Мы поменялись местами: зависимым стал я. В среднем раз в месяц все мои попытки обрести новую симпатию заканчивались ещё одной ночью с прежней. И так снова длилось почти год. Прошёл последний звонок, сдан был последний госэкзамен. И она сказала мне, что уезжает в Москву. Поступила, умница.
Меня разрывало от радости скорби, когда я помогал её семье тащить чемоданы на вокзал. Но всё оставалось внутри: внешне я старался не эмоционировать. А она радовалась, Пташка. Летела в новую жизнь.
И тут остановилась среди зала ожидания:
– Смотри, пианино!
Почему оно было на вокзале? Не знаю. Наверное, очередная развлекаловка в рамках юбилея области.

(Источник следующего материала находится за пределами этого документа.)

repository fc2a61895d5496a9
use serde::Serialize;
use thiserror::Error;
use utoipa::ToSchema;

#[derive(Debug, Clone, PartialEq, Eq, Serialize, ToSchema)]
pub struct FieldViolation {
    #[schema(value_type = String, example = "title")]
    pub field: &'static str,
    pub message: String,
}

impl FieldViolation {
    pub fn new(field: &'static str, message: impl Into<String>) -> Self {
        Self {
            field,
            message: message.into(),
        }
    }
}

#[derive(Error, Debug)]
pub enum StoreError {
    #[error("Validation failed: {}", describe(.0))]
    Validation(Vec<FieldViolation>),
    #[error("{kind} with ID {id} not found")]
    NotFound { kind: &'static str, id: String },
    #[error("Database error: {0}")]
    Database(#[from] sqlx::Error),
}

impl StoreError {
    pub fn not_found(kind: &'static str, id: impl ToString) -> Self {
        StoreError::NotFound {
            kind,
            id: id.to_string(),
        }
    }

    /// Turns a list of collected violations into an error, or `Ok` when empty.
    pub fn check(violations: Vec<FieldViolation>) -> Result<(), StoreError> {
        if violations.is_empty() {
            Ok(())
        } else {
            Err(StoreError::Validation(violations))
        }
    }
}

fn describe(violations: &[FieldViolation]) -> String {
    violations
        .iter()
        .map(|v| v.message.as_str())
        .collect::<Vec<_>>()
        .join("; ")
}

pub(crate) fn require_text(
    violations: &mut Vec<FieldViolation>,
    field: &'static str,
    value: &str,
) {
    if value.is_empty() {
        violations.push(FieldViolation::new(
            field,
            format!("{field} should not be empty"),
        ));
    }
}

pub(crate) fn require_min_chars(
    violations: &mut Vec<FieldViolation>,
    field: &'static str,
    value: &str,
    min: usize,
) {
    if value.chars().count() < min {
        violations.push(FieldViolation::new(
            field,
            format!("{field} must be longer than or equal to {min} characters"),
        ));
    }
}
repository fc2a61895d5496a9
use crate::models::error::{FieldViolation, StoreError, require_min_chars, require_text};
use chrono::{DateTime, Utc};
use serde::{Deserialize, Serialize};
use sqlx::FromRow;
use utoipa::ToSchema;
use uuid::Uuid;

pub const MESSAGE_MIN_CHARS: usize = 10;

#[derive(Debug, Clone, PartialEq, Serialize, Deserialize, FromRow, ToSchema)]
#[serde(rename_all = "camelCase")]
pub struct Announcement {
    pub id: Uuid,
    pub author_name: String,
    pub author_role: String,
    #[serde(skip_serializing_if = "Option::is_none")]
    pub course: Option<String>,
    pub message: String,
    pub created_at: DateTime<Utc>,
    pub updated_at: DateTime<Utc>,
}

#[derive(Debug, Clone, Default)]
pub struct NewAnnouncement {
    pub author_name: String,
    pub author_role: String,
    pub course: Option<String>,
    pub message: String,
}

/// Fields left as `None` keep their stored value.
#[derive(Debug, Clone, Default)]
pub struct AnnouncementPatch {
    pub author_name: Option<String>,
    pub author_role: Option<String>,
    pub course: Option<String>,
    pub message: Option<String>,
}

impl NewAnnouncement {
    pub fn validate(&self) -> Result<(), StoreError> {
        let mut violations = Vec::new();
        require_text(&mut violations, "authorName", &self.author_name);
        require_text(&mut violations, "authorRole", &self.author_role);
        check_message(&mut violations, &self.message);
        StoreError::check(violations)
    }
}

impl AnnouncementPatch {
    pub fn validate(&self) -> Result<(), StoreError> {
        let mut violations = Vec::new();
        if let Some(author_name) = &self.author_name {
            require_text(&mut violations, "authorName", author_name);
        }
        if let Some(author_role) = &self.author_role {
            require_text(&mut violations, "authorRole", author_role);
        }
        if let Some(message) = &self.message {
            check_message(&mut violations, message);
        }
        StoreError::check(violations)
    }
}

fn check_message(violations: &mut Vec<FieldViolation>, message: &str) {
    let before = violations.len();
    require_text(violations, "message", message);
    if violations.len() == before {
        require_min_chars(violations, "message", message, MESSAGE_MIN_CHARS);
    }
}

impl Announcement {
    /// Validates `input` and stamps a fresh record with `now` as both timestamps.
    pub fn build(input: NewAnnouncement, now: DateTime<Utc>) -> Result<Self, StoreError> {
        input.validate()?;

        Ok(Self {
            id: Uuid::new_v4(),
            author_name: input.author_name,
            author_role: input.author_role,
            course: input.course,
            message: input.message,
            created_at: now,
            updated_at: now,
        })
    }

    /// Merges an already validated patch.
    pub fn apply(&mut self, patch: AnnouncementPatch, now: DateTime<Utc>) {
        if let Some(author_name) = patch.author_name {
            self.author_name = author_name;
        }
        if let Some(author_role) = patch.author_role {
            self.author_role = author_role;
        }
        if let Some(course) = patch.course {
            self.course = Some(course);
        }
        if let Some(message) = patch.message {
            self.message = message;
        }
        self.updated_at = now.max(self.created_at);
    }
}
pub mod announcements;
pub mod health;
pub mod quizzes;
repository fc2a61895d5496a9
use sqlx::postgres::{PgPool, PgPoolOptions};
use std::time::Duration;
use tracing::info;

pub type DbPool = PgPool;

pub async fn create_pool(database_url: &str, max_connections: u32) -> Result<DbPool, sqlx::Error> {
    let pool = PgPoolOptions::new()
        .max_connections(max_connections)
        .acquire_timeout(Duration::from_secs(5))
        .idle_timeout(Duration::from_secs(300))
        .connect(database_url)
        .await?;

    info!("Connected to database (max {} connections)", max_connections);
    Ok(pool)
}

pub async fn run_migrations(pool: &DbPool) -> Result<(), sqlx::migrate::MigrateError> {
    sqlx::migrate!("./migrations").run(pool).await?;
    info!("Database migrations applied");
    Ok(())
}
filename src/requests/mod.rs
pub mod announcement;
pub mod quiz;
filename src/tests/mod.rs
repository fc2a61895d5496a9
mod support;
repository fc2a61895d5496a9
use chrono::{DateTime, NaiveDate, NaiveDateTime, SubsecRound, Utc};
use serde::{Deserialize, Deserializer};

pub fn truncate_to_millis(instant: DateTime<Utc>) -> DateTime<Utc> {
    instant.trunc_subsecs(3)
}

const NAIVE_FORMATS: [&str; 3] = ["%Y-%m-%dT%H:%M:%S%.f", "%Y-%m-%dT%H:%M", "%Y-%m-%d %H:%M:%S%.f"];

/// Accepts RFC 3339, naive date-times (taken as UTC) and bare dates (midnight UTC).
pub fn parse_iso_datetime(raw: &str) -> Option<DateTime<Utc>> {
    let raw = raw.trim();

    if let Ok(parsed) = DateTime::parse_from_rfc3339(raw) {
        return Some(parsed.with_timezone(&Utc));
    }

    for format in NAIVE_FORMATS {
        if let Ok(naive) = NaiveDateTime::parse_from_str(raw, format) {
            return Some(naive.and_utc());
        }
    }

    NaiveDate::parse_from_str(raw, "%Y-%m-%d")
        .ok()
        .and_then(|date| date.and_hms_opt(0, 0, 0))
        .map(|naive| naive.and_utc())
}

pub fn deserialize_optional_datetime<'de, D>(
    deserializer: D,
) -> Result<Option<DateTime<Utc>>, D::Error>
where
    D: Deserializer<'de>,
{
    match Option::<String>::deserialize(deserializer)? {
        None => Ok(None),
        Some(raw) => parse_iso_datetime(&raw).map(Some).ok_or_else(|| {
            serde::de::Error::custom(format!(
                "dueDate must be a valid ISO 8601 date string, got {raw:?}"
            ))
        }),
    }
}
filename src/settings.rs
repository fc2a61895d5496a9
use config::{Config, ConfigError, Environment};
use serde::Deserialize;

#[derive(Debug, Clone, Copy, PartialEq, Eq, Deserialize)]
#[serde(rename_all = "lowercase")]
pub enum StorageBackend {
    Postgres,
    Memory,
}

#[derive(Debug, Clone, Deserialize)]
pub struct Settings {
    pub host: String,
    pub port: u16,
    pub storage: StorageBackend,
    pub database_url: Option<String>,
    pub database_max_connections: u32,
    pub cors_origin: String,
}

impl Settings {
    /// Reads `HOST`, `PORT`, `STORAGE`, `DATABASE_URL`, `DATABASE_MAX_CONNECTIONS`
    /// and `CORS_ORIGIN` from the environment.
    pub fn from_env() -> Result<Self, ConfigError> {
        Self::from_source(Environment::default().try_parsing(true))
    }

    fn from_source(environment: Environment) -> Result<Self, ConfigError> {
        let settings: Settings = Config::builder()
            .set_default("host", "0.0.0.0")?
            .set_default("port", 5000)?
            .set_default("storage", "postgres")?
            .set_default("database_max_connections", 10)?
            .set_default("cors_origin", "http://localhost:5173")?
            .add_source(environment)
            .build()?
            .try_deserialize()?;

        if settings.storage == StorageBackend::Postgres && settings.database_url.is_none() {
            return Err(ConfigError::Message(
                "DATABASE_URL must be set when STORAGE=postgres".to_string(),
            ));
        }

        Ok(settings)
    }

    pub fn bind_address(&self) -> (String, u16) {
        (self.host.clone(), self.port)
    }
}

#[cfg(test)]
mod tests {
    use super::*;

    fn env(pairs: &[(&str, &str)]) -> Environment {
        let source: config::Map<String, String> = pairs
            .iter()
            .map(|(k, v)| (k.to_string(), v.to_string()))
            .collect();
        Environment::default().try_parsing(true).source(Some(source))
    }

    #[test]
    fn defaults_apply_for_memory_storage() {
        let settings = Settings::from_source(env(&[("STORAGE", "memory")])).unwrap();
        assert_eq!(settings.host, "0.0.0.0");
        assert_eq!(settings.port, 5000);
        assert_eq!(settings.storage, StorageBackend::Memory);
        assert_eq!(settings.cors_origin, "http://localhost:5173");
        assert_eq!(settings.database_max_connections, 10);
        assert!(settings.database_url.is_none());
    }

    #[test]
    fn environment_overrides_defaults() {
        let settings = Settings::from_source(env(&[
            ("PORT", "3001"),
            ("DATABASE_URL", "postgres://localhost/dashboard"),
            ("CORS_ORIGIN", "http://localhost:3000"),
        ]))
        .unwrap();
        assert_eq!(settings.port, 3001);
        assert_eq!(settings.storage, StorageBackend::Postgres);
        assert_eq!(
            settings.database_url.as_deref(),
            Some("postgres://localhost/dashboard")
        );
        assert_eq!(settings.bind_address(), ("0.0.0.0".to_string(), 3001));
    }

    #[test]
    fn postgres_requires_a_database_url() {
        assert!(Settings::from_source(env(&[])).is_err());
    }

    #[test]
    fn unknown_storage_is_rejected() {
        assert!(Settings::from_source(env(&[("STORAGE", "mongo")])).is_err());
    }
}
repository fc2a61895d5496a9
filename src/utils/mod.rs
pub mod helpers;
pub mod time;
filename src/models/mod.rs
pub mod announcement;
pub mod error;
pub mod quiz;
use crate::models::error::{FieldViolation, StoreError, require_text};
use crate::utils::time::truncate_to_millis;
use chrono::{DateTime, Utc};
use serde::{Deserialize, Serialize};
use sqlx::FromRow;
use utoipa::ToSchema;
use uuid::Uuid;

#[derive(Debug, Clone, PartialEq, Serialize, Deserialize, FromRow, ToSchema)]
#[serde(rename_all = "camelCase")]
pub struct Quiz {
    pub id: Uuid,
    pub title: String,
    pub course: String,
    pub topic: String,
    pub due_date: DateTime<Utc>,
    pub created_at: DateTime<Utc>,
    pub updated_at: DateTime<Utc>,
}

/// `due_date` is optional here only so a missing value is reported alongside
/// the other field violations; `validate` rejects `None`.
#[derive(Debug, Clone, Default)]
pub struct NewQuiz {
    pub title: String,
    pub course: String,
    pub topic: String,
    pub due_date: Option<DateTime<Utc>>,
}

#[derive(Debug, Clone, Default)]
pub struct QuizPatch {
    pub title: Option<String>,
    pub course: Option<String>,
    pub topic: Option<String>,
    pub due_date: Option<DateTime<Utc>>,
}

impl NewQuiz {
    pub fn validate(&self) -> Result<DateTime<Utc>, StoreError> {
        let mut violations = Vec::new();
        require_text(&mut violations, "title", &self.title);
        require_text(&mut violations, "course", &self.course);
        require_text(&mut violations, "topic", &self.topic);

        match self.due_date {
            Some(due_date) => {
                StoreError::check(violations)?;
                Ok(due_date)
            }
            None => {
                violations.push(FieldViolation::new(
                    "dueDate",
                    "dueDate must be a valid ISO 8601 date string",
                ));
                Err(StoreError::Validation(violations))
            }
        }
    }
}

impl QuizPatch {
    pub fn validate(&self) -> Result<(), StoreError> {
        let mut violations = Vec::new();
        if let Some(title) = &self.title {
            require_text(&mut violations, "title", title);
        }
        if let Some(course) = &self.course {
            require_text(&mut violations, "course", course);
        }
        if let Some(topic) = &self.topic {
            require_text(&mut violations, "topic", topic);
        }
        StoreError::check(violations)
    }
}

impl Quiz {
    pub fn build(input: NewQuiz, now: DateTime<Utc>) -> Result<Self, StoreError> {
        let due_date = input.validate()?;

        Ok(Self {
            id: Uuid::new_v4(),
            title: input.title,
            course: input.course,
            topic: input.topic,
            due_date: truncate_to_millis(due_date),
            created_at: now,
            updated_at: now,
        })
    }

    pub fn apply(&mut self, patch: QuizPatch, now: DateTime<Utc>) {
        if let Some(title) = patch.title {
            self.title = title;
        }
        if let Some(course) = patch.course {
            self.course = course;
        }
        if let Some(topic) = patch.topic {
            self.topic = topic;
        }
        if let Some(due_date) = patch.due_date {
            self.due_date = truncate_to_millis(due_date);
        }
        self.updated_at = now.max(self.created_at);
    }

    pub fn is_due_from(&self, instant: DateTime<Utc>) -> bool {
        self.due_date >= instant
    }

    /// Case-insensitive containment; the needle has no pattern syntax.
    pub fn course_contains(&self, needle: &str) -> bool {
        self.course
            .to_lowercase()
            .contains(needle.to_lowercase().as_str())
    }
}

#[cfg(test)]
mod tests {
    use super::*;
    use chrono::{Duration, TimeZone};

    fn now() -> DateTime<Utc> {
        Utc.with_ymd_and_hms(2025, 3, 1, 9, 0, 0).unwrap()
    }

    fn input() -> NewQuiz {
        NewQuiz {
            title: "Unit 2 quiz".to_string(),
            course: "Physics".to_string(),
            topic: "Motion".to_string(),
            due_date: Some(now() + Duration::hours(24)),
        }
    }

    #[test]
    fn build_keeps_input_fields() {
        let quiz = Quiz::build(input(), now()).unwrap();
        assert_eq!(quiz.title, "Unit 2 quiz");
        assert_eq!(quiz.course, "Physics");
        assert_eq!(quiz.topic, "Motion");
        assert_eq!(quiz.due_date, now() + Duration::hours(24));
        assert_eq!(quiz.created_at, quiz.updated_at);
    }

    #[test]
    fn build_truncates_due_date_to_millis() {
        let precise = now() + Duration::nanoseconds(1_234_567);
        let quiz = Quiz::build(
            NewQuiz {
                due_date: Some(precise),
                ..input()
            },
            now(),
        )
        .unwrap();
        assert_eq!(quiz.due_date, now() + Duration::milliseconds(1));
    }

    #[test]
    fn missing_due_date_is_reported_with_other_fields() {
        let err = Quiz::build(
            NewQuiz {
                title: String::new(),
                due_date: None,
                ..input()
            },
            now(),
        )
        .unwrap_err();

        match err {
            StoreError::Validation(violations) => {
                let fields: Vec<_> = violations.iter().map(|v| v.field).collect();
                assert_eq!(fields, vec!["title", "dueDate"]);
            }
            other => panic!("unexpected error: {other}"),
        }
    }

    #[test]
    fn due_boundary_is_inclusive() {
        let quiz = Quiz::build(input(), now()).unwrap();
        assert!(quiz.is_due_from(quiz.due_date));
        assert!(!quiz.is_due_from(quiz.due_date + Duration::milliseconds(1)));
    }

    #[test]
    fn course_match_ignores_case_and_position() {
        let quiz = Quiz::build(
            NewQuiz {
                course: "Applied Physics II".to_string(),
                ..input()
            },
            now(),
        )
        .unwrap();
        assert!(quiz.course_contains("phys"));
        assert!(quiz.course_contains("PHYSICS ii"));
        assert!(!quiz.course_contains("math"));
        assert!(!quiz.course_contains("phys.*"));
    }

    #[test]
    fn apply_updates_due_date_only() {
        let mut quiz = Quiz::build(input(), now()).unwrap();
        let later = now() + Duration::days(3);
        quiz.apply(
            QuizPatch {
                due_date: Some(later),
                ..Default::default()
            },
            now() + Duration::minutes(5),
        );
        assert_eq!(quiz.due_date, later);
        assert_eq!(quiz.title, "Unit 2 quiz");
        assert_eq!(quiz.updated_at, now() + Duration::minutes(5));
    }

    #[test]
    fn patch_rejects_empty_title() {
        let patch = QuizPatch {
            title: Some(String::new()),
            ..Default::default()
        };
        assert!(matches!(patch.validate(), Err(StoreError::Validation(_))));
    }
}
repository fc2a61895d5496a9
use crate::handlers::health::{HealthResponse, ReadinessResponse};
use crate::models::announcement::Announcement;
use crate::models::error::FieldViolation;
use crate::models::quiz::Quiz;
use crate::requests::announcement::{CreateAnnouncementRequest, UpdateAnnouncementRequest};
use crate::requests::quiz::{CreateQuizRequest, UpdateQuizRequest};
use crate::utils::helpers::ApiResponse;
use utoipa::OpenApi;

#[derive(OpenApi)]
#[openapi(
    info(
        title = "Student Dashboard API",
        version = "1.0.0",
        description = "API for managing student quizzes and announcements"
    ),
    paths(
        // Announcements
        crate::handlers::announcements::create,
        crate::handlers::announcements::all,
        crate::handlers::announcements::get_announcement,
        crate::handlers::announcements::update,
        crate::handlers::announcements::delete,

        // Quizzes
        crate::handlers::quizzes::create,
        crate::handlers::quizzes::all,
        crate::handlers::quizzes::upcoming,
        crate::handlers::quizzes::get_quiz,
        crate::handlers::quizzes::update,
        crate::handlers::quizzes::delete,

        // Health
        crate::handlers::health::health,
        crate::handlers::health::readiness,
    ),
    components(
        schemas(
            Announcement,
            CreateAnnouncementRequest,
            UpdateAnnouncementRequest,
            Quiz,
            CreateQuizRequest,
            UpdateQuizRequest,
            ApiResponse,
            FieldViolation,
            HealthResponse,
            ReadinessResponse
        )
    ),
    tags(
        (name = "announcements", description = "Course announcements"),
        (name = "quizzes", description = "Quizzes and due dates"),
        (name = "health", description = "Liveness and readiness checks"),
    )
)]
pub struct ApiDoc;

– Сыграй мне что-нибудь на прощанье, – попросила она.
«На прощанье.
На прощанье.
На прощанье.
На прощанье.
На прощанье,» – циклично зазвучало в моей голове. Я давно не играл и, казалось, не помнил ни ноты. Не знаю, что меня заставило сесть инструмент. Первый аккорд своей силой осадил всю милую болтовню Пташки с сестричкой по дороге из дома, и она умолкла. Звуки под тяжёлыми пальцами зашевелились, поползли в неторопливом арпеджио. Откуда я помню эту мелодию? Почему нахожу в ней всё больше новых звуков? Добавляя и добавляя ноты, я почти упустил изначальный облик произведения. Пальцы забегали быстрее, люди с бокового зрения начали исчезать, пропала и Она, остались только клавиши.
Всё, что было со мной за эти два года.
Все моменты эйфории и отчаяния.
Все сомнения.
Всю-все-вся-всё через купол кисти и фаланги вливалось в самую сердцевину инструмента и разрушалось там, внутри, звуком. И чем больше я импровизировал, тем явнее ощущал, что всё грустное и злое покидает меня.
Вместе с ней.
Я остановился. Огляделся. Вокруг собралась приличная толпа зевак. Кое-кто даже захлопал. Из знакомых лиц – только пташкина младшая сестра.